Retype the records below exactly as they appear.
====== Records for this task ======
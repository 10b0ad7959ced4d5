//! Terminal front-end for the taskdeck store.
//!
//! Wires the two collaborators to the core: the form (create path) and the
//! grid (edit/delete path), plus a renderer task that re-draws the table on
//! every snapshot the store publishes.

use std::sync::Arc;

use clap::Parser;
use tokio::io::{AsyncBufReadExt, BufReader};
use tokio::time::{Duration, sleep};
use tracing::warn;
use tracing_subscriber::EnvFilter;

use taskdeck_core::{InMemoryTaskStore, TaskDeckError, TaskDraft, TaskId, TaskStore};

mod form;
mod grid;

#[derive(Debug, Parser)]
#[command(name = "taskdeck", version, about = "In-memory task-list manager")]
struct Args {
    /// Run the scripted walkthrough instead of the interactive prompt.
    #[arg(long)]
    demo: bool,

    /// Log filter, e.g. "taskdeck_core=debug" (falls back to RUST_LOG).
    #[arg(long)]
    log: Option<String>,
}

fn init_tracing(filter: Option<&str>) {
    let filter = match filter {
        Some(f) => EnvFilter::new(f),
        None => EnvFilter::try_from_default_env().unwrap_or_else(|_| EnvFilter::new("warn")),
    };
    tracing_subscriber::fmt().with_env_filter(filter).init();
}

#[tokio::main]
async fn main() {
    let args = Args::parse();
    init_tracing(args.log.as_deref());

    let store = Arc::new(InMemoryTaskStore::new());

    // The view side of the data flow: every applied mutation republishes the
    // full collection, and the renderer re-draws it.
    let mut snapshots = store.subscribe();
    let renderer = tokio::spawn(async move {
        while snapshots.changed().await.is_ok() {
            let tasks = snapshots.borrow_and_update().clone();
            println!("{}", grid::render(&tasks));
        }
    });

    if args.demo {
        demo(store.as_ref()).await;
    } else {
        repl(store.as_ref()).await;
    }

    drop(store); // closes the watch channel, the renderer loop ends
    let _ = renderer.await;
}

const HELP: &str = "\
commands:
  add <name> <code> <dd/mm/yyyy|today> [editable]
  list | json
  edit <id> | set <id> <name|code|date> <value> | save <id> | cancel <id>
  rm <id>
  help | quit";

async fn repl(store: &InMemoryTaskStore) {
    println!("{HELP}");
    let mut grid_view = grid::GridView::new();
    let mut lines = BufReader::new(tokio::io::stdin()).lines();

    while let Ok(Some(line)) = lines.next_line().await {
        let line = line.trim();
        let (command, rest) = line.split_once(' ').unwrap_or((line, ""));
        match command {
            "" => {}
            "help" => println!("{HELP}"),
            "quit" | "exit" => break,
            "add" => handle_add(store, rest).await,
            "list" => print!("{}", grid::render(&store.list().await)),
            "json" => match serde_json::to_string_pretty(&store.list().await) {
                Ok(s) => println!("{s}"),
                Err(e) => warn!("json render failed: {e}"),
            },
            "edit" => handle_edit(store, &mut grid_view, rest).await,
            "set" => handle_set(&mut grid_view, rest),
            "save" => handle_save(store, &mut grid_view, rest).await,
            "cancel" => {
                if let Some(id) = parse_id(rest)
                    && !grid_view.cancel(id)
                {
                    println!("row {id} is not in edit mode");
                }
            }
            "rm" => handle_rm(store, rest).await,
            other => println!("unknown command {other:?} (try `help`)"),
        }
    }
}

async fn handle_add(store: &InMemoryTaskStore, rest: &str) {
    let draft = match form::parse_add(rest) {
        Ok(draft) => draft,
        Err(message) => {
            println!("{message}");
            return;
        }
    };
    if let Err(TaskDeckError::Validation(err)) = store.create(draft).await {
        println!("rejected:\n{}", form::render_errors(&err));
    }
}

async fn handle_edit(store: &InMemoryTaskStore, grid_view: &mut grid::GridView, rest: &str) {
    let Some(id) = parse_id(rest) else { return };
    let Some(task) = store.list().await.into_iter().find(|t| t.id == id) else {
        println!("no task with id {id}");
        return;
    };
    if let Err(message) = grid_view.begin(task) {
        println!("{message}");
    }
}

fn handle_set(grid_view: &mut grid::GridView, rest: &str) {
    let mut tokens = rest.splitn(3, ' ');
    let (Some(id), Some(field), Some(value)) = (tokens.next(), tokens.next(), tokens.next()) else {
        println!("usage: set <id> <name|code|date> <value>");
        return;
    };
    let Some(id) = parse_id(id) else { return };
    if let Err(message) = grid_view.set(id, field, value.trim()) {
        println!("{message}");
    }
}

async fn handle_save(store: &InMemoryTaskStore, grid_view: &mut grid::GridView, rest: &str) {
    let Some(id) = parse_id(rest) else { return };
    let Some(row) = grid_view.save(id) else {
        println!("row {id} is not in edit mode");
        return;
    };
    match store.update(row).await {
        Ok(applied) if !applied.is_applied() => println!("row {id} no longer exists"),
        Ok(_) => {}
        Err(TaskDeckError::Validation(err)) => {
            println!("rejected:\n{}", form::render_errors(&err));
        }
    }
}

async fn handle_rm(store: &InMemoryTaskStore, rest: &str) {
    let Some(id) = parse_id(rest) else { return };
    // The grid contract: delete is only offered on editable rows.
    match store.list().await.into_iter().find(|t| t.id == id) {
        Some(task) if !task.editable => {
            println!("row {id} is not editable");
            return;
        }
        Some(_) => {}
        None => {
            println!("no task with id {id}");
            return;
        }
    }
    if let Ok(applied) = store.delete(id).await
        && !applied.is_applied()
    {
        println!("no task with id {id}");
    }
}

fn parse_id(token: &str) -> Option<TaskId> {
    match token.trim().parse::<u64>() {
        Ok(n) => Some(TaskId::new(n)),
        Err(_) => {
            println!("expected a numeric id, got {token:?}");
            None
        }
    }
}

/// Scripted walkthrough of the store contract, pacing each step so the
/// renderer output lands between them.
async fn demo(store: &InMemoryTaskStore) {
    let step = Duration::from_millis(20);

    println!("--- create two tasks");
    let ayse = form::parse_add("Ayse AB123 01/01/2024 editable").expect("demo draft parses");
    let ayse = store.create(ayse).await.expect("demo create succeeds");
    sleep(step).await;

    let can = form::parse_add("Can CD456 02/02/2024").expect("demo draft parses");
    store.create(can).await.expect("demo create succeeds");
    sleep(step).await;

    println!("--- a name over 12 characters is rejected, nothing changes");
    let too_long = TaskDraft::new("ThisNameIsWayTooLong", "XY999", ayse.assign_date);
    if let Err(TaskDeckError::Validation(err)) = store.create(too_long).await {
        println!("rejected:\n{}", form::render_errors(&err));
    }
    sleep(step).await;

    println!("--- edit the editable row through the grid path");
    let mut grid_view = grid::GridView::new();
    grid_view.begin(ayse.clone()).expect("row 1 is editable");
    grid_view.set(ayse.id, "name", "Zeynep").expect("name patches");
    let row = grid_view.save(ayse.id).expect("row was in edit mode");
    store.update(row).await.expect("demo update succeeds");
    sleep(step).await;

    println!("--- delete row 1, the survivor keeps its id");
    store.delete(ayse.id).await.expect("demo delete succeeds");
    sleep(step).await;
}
======
■ Answer
repository 10b0ad7959ced4d5
//! Terminal front-end for the taskdeck store.
//!
//! Wires the two collaborators to the core: the form (create path) and the
//! grid (edit/delete path), plus a renderer task that re-draws the table on
//! every snapshot the store publishes.

use std::sync::Arc;

use clap::Parser;
use tokio::io::{AsyncBufReadExt, BufReader};
use tokio::time::{Duration, sleep};
use tracing::warn;
use tracing_subscriber::EnvFilter;

use taskdeck_core::{InMemoryTaskStore, TaskDeckError, TaskDraft, TaskId, TaskStore};

mod form;
mod grid;

#[derive(Debug, Parser)]
#[command(name = "taskdeck", version, about = "In-memory task-list manager")]
struct Args {
    /// Run the scripted walkthrough instead of the interactive prompt.
    #[arg(long)]
    demo: bool,

    /// Log filter, e.g. "taskdeck_core=debug" (falls back to RUST_LOG).
    #[arg(long)]
    log: Option<String>,
}

fn init_tracing(filter: Option<&str>) {
    let filter = match filter {
        Some(f) => EnvFilter::new(f),
        None => EnvFilter::try_from_default_env().unwrap_or_else(|_| EnvFilter::new("warn")),
    };
    tracing_subscriber::fmt().with_env_filter(filter).init();
}

#[tokio::main]
async fn main() {
    let args = Args::parse();
    init_tracing(args.log.as_deref());

    let store = Arc::new(InMemoryTaskStore::new());

    // The view side of the data flow: every applied mutation republishes the
    // full collection, and the renderer re-draws it.
    let mut snapshots = store.subscribe();
    let renderer = tokio::spawn(async move {
        while snapshots.changed().await.is_ok() {
            let tasks = snapshots.borrow_and_update().clone();
            println!("{}", grid::render(&tasks));
        }
    });

    if args.demo {
        demo(store.as_ref()).await;
    } else {
        repl(store.as_ref()).await;
    }

    drop(store); // closes the watch channel, the renderer loop ends
    let _ = renderer.await;
}

const HELP: &str = "\
commands:
  add <name> <code> <dd/mm/yyyy|today> [editable]
  list | json
  edit <id> | set <id> <name|code|date> <value> | save <id> | cancel <id>
  rm <id>
  help | quit";

async fn repl(store: &InMemoryTaskStore) {
    println!("{HELP}");
    let mut grid_view = grid::GridView::new();
    let mut lines = BufReader::new(tokio::io::stdin()).lines();

    while let Ok(Some(line)) = lines.next_line().await {
        let line = line.trim();
        let (command, rest) = line.split_once(' ').unwrap_or((line, ""));
        match command {
            "" => {}
            "help" => println!("{HELP}"),
            "quit" | "exit" => break,
            "add" => handle_add(store, rest).await,
            "list" => print!("{}", grid::render(&store.list().await)),
            "json" => match serde_json::to_string_pretty(&store.list().await) {
                Ok(s) => println!("{s}"),
                Err(e) => warn!("json render failed: {e}"),
            },
            "edit" => handle_edit(store, &mut grid_view, rest).await,
            "set" => handle_set(&mut grid_view, rest),
            "save" => handle_save(store, &mut grid_view, rest).await,
            "cancel" => {
                if let Some(id) = parse_id(rest)
                    && !grid_view.cancel(id)
                {
                    println!("row {id} is not in edit mode");
                }
            }
            "rm" => handle_rm(store, rest).await,
            other => println!("unknown command {other:?} (try `help`)"),
        }
    }
}

async fn handle_add(store: &InMemoryTaskStore, rest: &str) {
    let draft = match form::parse_add(rest) {
        Ok(draft) => draft,
        Err(message) => {
            println!("{message}");
            return;
        }
    };
    if let Err(TaskDeckError::Validation(err)) = store.create(draft).await {
        println!("rejected:\n{}", form::render_errors(&err));
    }
}

async fn handle_edit(store: &InMemoryTaskStore, grid_view: &mut grid::GridView, rest: &str) {
    let Some(id) = parse_id(rest) else { return };
    let Some(task) = store.list().await.into_iter().find(|t| t.id == id) else {
        println!("no task with id {id}");
        return;
    };
    if let Err(message) = grid_view.begin(task) {
        println!("{message}");
    }
}

fn handle_set(grid_view: &mut grid::GridView, rest: &str) {
    let mut tokens = rest.splitn(3, ' ');
    let (Some(id), Some(field), Some(value)) = (tokens.next(), tokens.next(), tokens.next()) else {
        println!("usage: set <id> <name|code|date> <value>");
        return;
    };
    let Some(id) = parse_id(id) else { return };
    if let Err(message) = grid_view.set(id, field, value.trim()) {
        println!("{message}");
    }
}

async fn handle_save(store: &InMemoryTaskStore, grid_view: &mut grid::GridView, rest: &str) {
    let Some(id) = parse_id(rest) else { return };
    let Some(row) = grid_view.save(id) else {
        println!("row {id} is not in edit mode");
        return;
    };
    match store.update(row).await {
        Ok(applied) if !applied.is_applied() => println!("row {id} no longer exists"),
        Ok(_) => {}
        Err(TaskDeckError::Validation(err)) => {
            println!("rejected:\n{}", form::render_errors(&err));
        }
    }
}

async fn handle_rm(store: &InMemoryTaskStore, rest: &str) {
    let Some(id) = parse_id(rest) else { return };
    // The grid contract: delete is only offered on editable rows.
    match store.list().await.into_iter().find(|t| t.id == id) {
        Some(task) if !task.editable => {
            println!("row {id} is not editable");
            return;
        }
        Some(_) => {}
        None => {
            println!("no task with id {id}");
            return;
        }
    }
    if let Ok(applied) = store.delete(id).await
        && !applied.is_applied()
    {
        println!("no task with id {id}");
    }
}

fn parse_id(token: &str) -> Option<TaskId> {
    match token.trim().parse::<u64>() {
        Ok(n) => Some(TaskId::new(n)),
        Err(_) => {
            println!("expected a numeric id, got {token:?}");
            None
        }
    }
}

/// Scripted walkthrough of the store contract, pacing each step so the
/// renderer output lands between them.
async fn demo(store: &InMemoryTaskStore) {
    let step = Duration::from_millis(20);

    println!("--- create two tasks");
    let ayse = form::parse_add("Ayse AB123 01/01/2024 editable").expect("demo draft parses");
    let ayse = store.create(ayse).await.expect("demo create succeeds");
    sleep(step).await;

    let can = form::parse_add("Can CD456 02/02/2024").expect("demo draft parses");
    store.create(can).await.expect("demo create succeeds");
    sleep(step).await;

    println!("--- a name over 12 characters is rejected, nothing changes");
    let too_long = TaskDraft::new("ThisNameIsWayTooLong", "XY999", ayse.assign_date);
    if let Err(TaskDeckError::Validation(err)) = store.create(too_long).await {
        println!("rejected:\n{}", form::render_errors(&err));
    }
    sleep(step).await;

    println!("--- edit the editable row through the grid path");
    let mut grid_view = grid::GridView::new();
    grid_view.begin(ayse.clone()).expect("row 1 is editable");
    grid_view.set(ayse.id, "name", "Zeynep").expect("name patches");
    let row = grid_view.save(ayse.id).expect("row was in edit mode");
    store.update(row).await.expect("demo update succeeds");
    sleep(step).await;

    println!("--- delete row 1, the survivor keeps its id");
    store.delete(ayse.id).await.expect("demo delete succeeds");
    sleep(step).await;
}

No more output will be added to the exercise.